ElKarakhana: History of Sex Working in Modern Egypt between Legalization and Criminalization


This paper aims to examine the historical legal evolution for the laws dealing with the issue of sex working and it starts with Muhammed Ali Pasha, who was the first to criminalize the act of sex working in Cairo, before relegalizing it again by Abbas I of Egypt and the introduction of the first “law” to regulate the sex working industry in 1896.

The honeymoon that the sex working, and the government enjoyed started to come to an end, when Egypt stopped being a protectorate of the British and was granted its independence in 1922. The Egyptian society and state started to view this industry, as an immoral colonial product and gradually the voices started to end this industry. The first order came in 1942 by the military governor to close all brothels in the country expect for the ones in the Governorates capitals followed by another order to give the powers to close brothels to Governorates governors and finally the infamous order number (79) that ordered the closure of all brothels in the country.

However the first law to eliminate all forms of sex workings in Egypt came in 1951; Law No 68/1951, in which the Egyptian lawmaker for the first time decided to include “male sex working” in it and not only “female sex working”, unfortunately due to the lack of legal resources it is hard to tell if this law was used to prosecute homosexual men or not, as the law focused mainly on ending the legalized sex working industry first.

The paper also examines the circumstances surrounding the issuance of the current law No 10/1961 and case studies of important Supreme Constitutional Court verdicts and Court of Cassation verdicts on this law in 70s and 90s.

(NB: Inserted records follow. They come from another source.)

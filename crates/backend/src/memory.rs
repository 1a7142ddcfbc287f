use std::collections::HashMap;
use std::sync::{Arc, Mutex};

use async_trait::async_trait;
use chrono::NaiveDate;
use taskboard_core::Clock;
use taskboard_core::model::{
    NewProject, NewTask, PendingTask, Profile, ProfileId, Project, ProjectId, Task, TaskId,
    TaskStatus, User, UserForm, UserId,
};
use uuid::Uuid;

use crate::repository::{
    AuthApi, AuthToken, BackendError, Credentials, ProfileApi, ProfileUpdate, ProjectApi,
    TaskApi, TaskDetails, TaskPatch, UserApi,
};

#[derive(Debug, Clone)]
struct Account {
    user: User,
    password: String,
}

/// Simple in-memory backend for tests and offline prototyping.
///
/// Tokens are checked only when resolving the current user.
#[derive(Clone, Default)]
pub struct InMemoryBackend {
    clock: Clock,
    token: AuthToken,
    accounts: Arc<Mutex<Vec<Account>>>,
    profiles: Arc<Mutex<Vec<Profile>>>,
    projects: Arc<Mutex<Vec<Project>>>,
    tasks: Arc<Mutex<Vec<Task>>>,
    sessions: Arc<Mutex<HashMap<String, UserId>>>,
}

fn poisoned(err: impl std::fmt::Display) -> BackendError {
    BackendError::Transport(err.to_string())
}

fn new_id() -> String {
    Uuid::new_v4().to_string()
}

impl InMemoryBackend {
    #[must_use]
    pub fn new() -> Self {
        Self::default()
    }

    #[must_use]
    pub fn with_clock(clock: Clock) -> Self {
        Self {
            clock,
            ..Self::default()
        }
    }

    /// Token cell consulted by `current_user`.
    #[must_use]
    pub fn token(&self) -> AuthToken {
        self.token.clone()
    }

    /// Add an account with its profile.
    ///
    /// # Errors
    ///
    /// Returns `BackendError::Transport` if a lock is poisoned.
    pub fn seed_user(&self, user: User, password: &str) -> Result<(), BackendError> {
        let profile = Profile {
            id: ProfileId::new(format!("profile-{}", user.id)),
            user_id: user.id.clone(),
            email: user.email.clone(),
            full_name: user.full_name.clone(),
            role: user.role,
            created_at: user.created_at,
            updated_at: user.created_at,
        };
        self.profiles.lock().map_err(poisoned)?.push(profile);
        self.accounts.lock().map_err(poisoned)?.push(Account {
            user,
            password: password.to_owned(),
        });
        Ok(())
    }

    /// # Errors
    ///
    /// Returns `BackendError::Transport` if the lock is poisoned.
    pub fn seed_project(&self, project: Project) -> Result<(), BackendError> {
        self.projects.lock().map_err(poisoned)?.push(project);
        Ok(())
    }

    /// # Errors
    ///
    /// Returns `BackendError::Transport` if the lock is poisoned.
    pub fn seed_task(&self, task: Task) -> Result<(), BackendError> {
        self.tasks.lock().map_err(poisoned)?.push(task);
        Ok(())
    }

    /// Snapshot of stored tasks.
    ///
    /// # Errors
    ///
    /// Returns `BackendError::Transport` if the lock is poisoned.
    pub fn stored_tasks(&self) -> Result<Vec<Task>, BackendError> {
        Ok(self.tasks.lock().map_err(poisoned)?.clone())
    }

    /// Snapshot of stored projects, without tasks.
    ///
    /// # Errors
    ///
    /// Returns `BackendError::Transport` if the lock is poisoned.
    pub fn stored_projects(&self) -> Result<Vec<Project>, BackendError> {
        Ok(self.projects.lock().map_err(poisoned)?.clone())
    }

    fn with_task<F>(&self, id: &TaskId, apply: F) -> Result<(), BackendError>
    where
        F: FnOnce(&mut Task),
    {
        let mut guard = self.tasks.lock().map_err(poisoned)?;
        let task = guard
            .iter_mut()
            .find(|task| &task.id == id)
            .ok_or(BackendError::NotFound)?;
        apply(task);
        task.updated_at = Some(self.clock.now());
        Ok(())
    }

    fn insert_account(&self, form: &UserForm) -> Result<User, BackendError> {
        let mut accounts = self.accounts.lock().map_err(poisoned)?;
        if accounts
            .iter()
            .any(|account| account.user.email.eq_ignore_ascii_case(&form.email))
        {
            return Err(BackendError::Status {
                status: 409,
                message: Some("User already exists".into()),
            });
        }
        let user = User {
            id: UserId::new(new_id()),
            email: form.email.clone(),
            full_name: (!form.full_name.trim().is_empty()).then(|| form.full_name.clone()),
            role: form.role,
            created_at: Some(self.clock.now()),
        };
        accounts.push(Account {
            user: user.clone(),
            password: form.password.clone(),
        });
        drop(accounts);

        self.profiles.lock().map_err(poisoned)?.push(Profile {
            id: ProfileId::new(new_id()),
            user_id: user.id.clone(),
            email: user.email.clone(),
            full_name: user.full_name.clone(),
            role: user.role,
            created_at: user.created_at,
            updated_at: user.created_at,
        });
        Ok(user)
    }
}
use proxy::{error::ProxyError, start_server};

#[tokio::main]
async fn main() -> Result<(), ProxyError> {
    start_server().await
}
impl TaskBoard {
    #[must_use]
    pub fn new(
        clock: Clock,
        tasks: Arc<dyn TaskApi>,
        projects: Arc<ProjectStore>,
        notifier: Notifier,
    ) -> Self {
        Self {
            clock,
            tasks,
            projects,
            notifier,
            state: Arc::new(Mutex::new(BoardState::default())),
        }
    }

    /// # Errors
    ///
    /// Returns `ServiceError::Backend` after the project store reported it.
    pub async fn refresh(&self) -> Result<(), ServiceError> {
        self.projects.refresh().await
    }

    #[must_use]
    pub fn is_loading(&self) -> bool {
        self.projects.is_loading()
    }

    /// All tasks with their local annotations applied.
    #[must_use]
    pub fn tasks(&self) -> Vec<Task> {
        let mut tasks = self.projects.tasks();
        let state = lock(&self.state);
        for task in &mut tasks {
            if let Some(note) = state.annotations.get(&task.id) {
                if let Some(goal) = &note.goal {
                    task.goal.clone_from(goal);
                }
                task.midday_status = note.midday_status;
                task.eod_outcome = note.eod_outcome;
            }
        }
        tasks
    }

    /// Tasks listed under the current review mode.
    #[must_use]
    pub fn visible_tasks(&self) -> Vec<Task> {
        let mode = self.mode();
        self.tasks()
            .into_iter()
            .filter(|task| mode.includes(task))
            .collect()
    }

    #[must_use]
    pub fn mode(&self) -> ReviewMode {
        lock(&self.state).mode
    }

    pub fn set_mode(&self, mode: ReviewMode) {
        lock(&self.state).mode = mode;
    }

    #[must_use]
    pub fn capacity(&self) -> Capacity {
        Capacity::from_tasks(&self.tasks())
    }

    #[must_use]
    pub fn quick_add_defaults(&self, user_email: Option<&str>) -> QuickAddDefaults {
        QuickAddDefaults::for_context(&self.projects.projects(), user_email)
    }

    //
    // ─── CARD STATE ───────────────────────────────────────────────────────────
    //

    /// Card state for a task, seeded from its saved notes on first access.
    #[must_use]
    pub fn card(&self, id: &TaskId) -> TaskCardState {
        if let Some(card) = lock(&self.state).cards.get(id) {
            return card.clone();
        }
        self.tasks()
            .iter()
            .find(|task| &task.id == id)
            .map(TaskCardState::from_task)
            .unwrap_or_default()
    }

    /// Edit the card state of one task.
    pub fn edit_card<F>(&self, id: &TaskId, apply: F)
    where
        F: FnOnce(&mut TaskCardState),
    {
        let mut card = self.card(id);
        apply(&mut card);
        lock(&self.state).cards.insert(id.clone(), card);
    }

    pub fn toggle_details(&self, id: &TaskId) {
        self.edit_card(id, |card| card.show_details = !card.show_details);
    }

    /// Open or close the carryover progress field.
    pub fn toggle_progress_field(&self, id: &TaskId) {
        self.edit_card(id, |card| card.show_progress_field = !card.show_progress_field);
    }

    //
    // ─── LOCAL ANNOTATIONS ────────────────────────────────────────────────────
    //

    pub fn set_midday_status(&self, id: &TaskId, status: MiddayStatus) {
        lock(&self.state)
            .annotations
            .entry(id.clone())
            .or_default()
            .midday_status = Some(status);
    }

    pub fn set_eod_outcome(&self, id: &TaskId, outcome: EodOutcome) {
        lock(&self.state)
            .annotations
            .entry(id.clone())
            .or_default()
            .eod_outcome = Some(outcome);
    }

    //
    // ─── BACKEND EDITS ────────────────────────────────────────────────────────
    //

    /// # Errors
    ///
    /// Returns `ServiceError` after reporting it.
    pub async fn update_status(&self, id: &TaskId, status: TaskStatus) -> Result<(), ServiceError> {
        let result = self.write(id, self.tasks.update_status(id, status)).await;
        self.notifier.capture("Error updating task", result)?;
        self.projects.update_task(id, |task| task.status = status);
        self.notifier
            .success("Task updated", format!("Status changed to {}", status.label()));
        Ok(())
    }

    /// Persist the deliverable and bottleneck drafts; blank drafts clear.
    ///
    /// # Errors
    ///
    /// Returns `ServiceError` after reporting it.
    pub async fn save_details(
        &self,
        id: &TaskId,
        deliverable: &str,
        bottleneck: &str,
    ) -> Result<(), ServiceError> {
        let details = TaskDetails::from_drafts(deliverable, bottleneck);
        let result = self.write(id, self.tasks.save_details(id, &details)).await;
        self.notifier.capture("Error saving details", result)?;
        self.projects
            .update_task(id, |task| task.set_details(deliverable, bottleneck));
        self.edit_card(id, |card| {
            card.deliverable = deliverable.to_owned();
            card.bottleneck = bottleneck.to_owned();
        });
        self.notifier.success("Details saved", "");
        Ok(())
    }

    /// Flag a task to roll over with a progress note.
    ///
    /// Marking an already flagged task overwrites the note and keeps the flag.
    ///
    /// # Errors
    ///
    /// Returns `ServiceError` after reporting it.
    pub async fn mark_continue_tomorrow(&self, id: &TaskId, progress: &str) -> Result<(), ServiceError> {
        let result = self
            .write(id, self.tasks.continue_tomorrow(id, progress))
            .await;
        self.notifier.capture("Error updating task", result)?;
        self.projects
            .update_task(id, |task| task.mark_continue_tomorrow(progress));
        self.edit_card(id, |card| {
            card.progress = progress.to_owned();
            card.show_progress_field = false;
        });
        info!(%id, "task carried over");
        self.notifier
            .success("Task updated", "Task will continue tomorrow");
        Ok(())
    }

    /// Edit the progress note of a carried-over task.
    ///
    /// # Errors
    ///
    /// Returns `ServiceError` after reporting it.
    pub async fn save_carryover_progress(&self, id: &TaskId, progress: &str) -> Result<(), ServiceError> {
        let patch = TaskPatch {
            progress: Some(progress.to_owned()),
            ..TaskPatch::default()
        };
        let result = self.write(id, self.tasks.patch_task(id, &patch)).await;
        self.notifier.capture("Error saving progress", result)?;
        self.projects
            .update_task(id, |task| task.progress = Some(progress.to_owned()));
        self.edit_card(id, |card| card.progress = progress.to_owned());
        self.notifier.success("Progress saved", "");
        Ok(())
    }

    /// Create a task from a parsed quick-add line.
    ///
    /// The project is created when missing. The task is appended locally and
    /// the projects are re-fetched afterwards.
    ///
    /// # Errors
    ///
    /// Returns `ServiceError` after reporting it.
    pub async fn add_task(
        &self,
        entry: QuickAdd,
        user_id: Option<UserId>,
    ) -> Result<TaskId, ServiceError> {
        let result = self.create_task(&entry, user_id).await;
        let id = self.notifier.capture("Error adding task", result)?;

        lock(&self.state).annotations.insert(
            id.clone(),
            Annotation {
                goal: Some(entry.goal.clone()),
                ..Annotation::default()
            },
        );
        self.notifier.success("Task added", entry.title);
        // The project store reports its own failure.
        let _ = self.projects.refresh().await;
        Ok(id)
    }

    async fn create_task(
        &self,
        entry: &QuickAdd,
        user_id: Option<UserId>,
    ) -> Result<TaskId, ServiceError> {
        let project_id = self
            .projects
            .ensure_project(&entry.project, &entry.goal, user_id)
            .await?;
        let new_task = NewTask {
            title: entry.title.clone(),
            project_id: project_id.clone(),
            effort: entry.effort,
            priority: entry.priority,
            status: TaskStatus::Todo,
            difficulty_level: entry.difficulty,
            due_date: self.clock.today(),
        };
        let id = self.tasks.create_task(&new_task).await?;
        info!(%id, project = %entry.project, "task created");

        let mut task = Task::new(id.clone(), project_id, new_task.title);
        task.effort = new_task.effort;
        task.priority = new_task.priority;
        task.difficulty_level = Some(new_task.difficulty_level);
        task.due_date = Some(new_task.due_date);
        task.project_name.clone_from(&entry.project);
        task.goal.clone_from(&entry.goal);
        self.projects.push_task(task);
        Ok(id)
    }

    /// Run a backend write for a task that is on the board.
    async fn write<F>(&self, id: &TaskId, call: F) -> Result<(), ServiceError>
    where
        F: Future<Output = Result<(), BackendError>>,
    {
        if !self.projects.has_task(id) {
            return Err(ServiceError::UnknownTask(id.to_string()));
        }
        call.await.map_err(ServiceError::from)
    }

    /// # Errors
    ///
    /// Returns `ServiceError` after reporting it.
    pub async fn delete_task(&self, id: &TaskId) -> Result<(), ServiceError> {
        self.projects.delete_task(id).await?;
        let mut state = lock(&self.state);
        state.cards.remove(id);
        state.annotations.remove(id);
        Ok(())
    }
}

The beginning of the 2000s marked a new phenomenon; “online sex working” that came with the increase in internet usage in Egypt, the Police responded with innovating new ways to entrapment sex workers on the internet, the most important of which with the introduction of the concept of “cyber informant”, a person that will go on dating apps where sex workers are active and then would start entrapment them by pretending to be a customer. The increase in internet usage provided an opportunity also for the gay community in Egypt to be empowered, which posed a threat to the state represented in its vice police, that refused any form of sexuality and gender expression outside the narrow hetronormative narrative that is approved by the state. The Egyptian State based its de-facto criminalization and targeting of the LGBTQ+ community and especially gay men on the “debauchery” legal definition that was produced by the Court of Cassation in the 70s, that linked homosexuality directly with the act of “debauchery” in the law No 10/1961.

This Period also noted the most infamous case regarding sexual rights in Egypt; the Queen Boat Case, in the years after the 25th of January witnessed the usage of issues of  sexual rights in Egypt, this only increased with outing of the Islamist President Muhammed Morsi in 2013, which lead to a moral fight between the Muslim Brotherhood and the new President Al-Sisi over the Islamic Identity of the Egyptian state and society, the main target for this moral fight was issues regarding sexual rights in Egypt.

The paper finishes with a quick recap of the different laws that were passed to further restrict sexual and bodily freedoms in the country, after the Rainbow flag incident in 2017.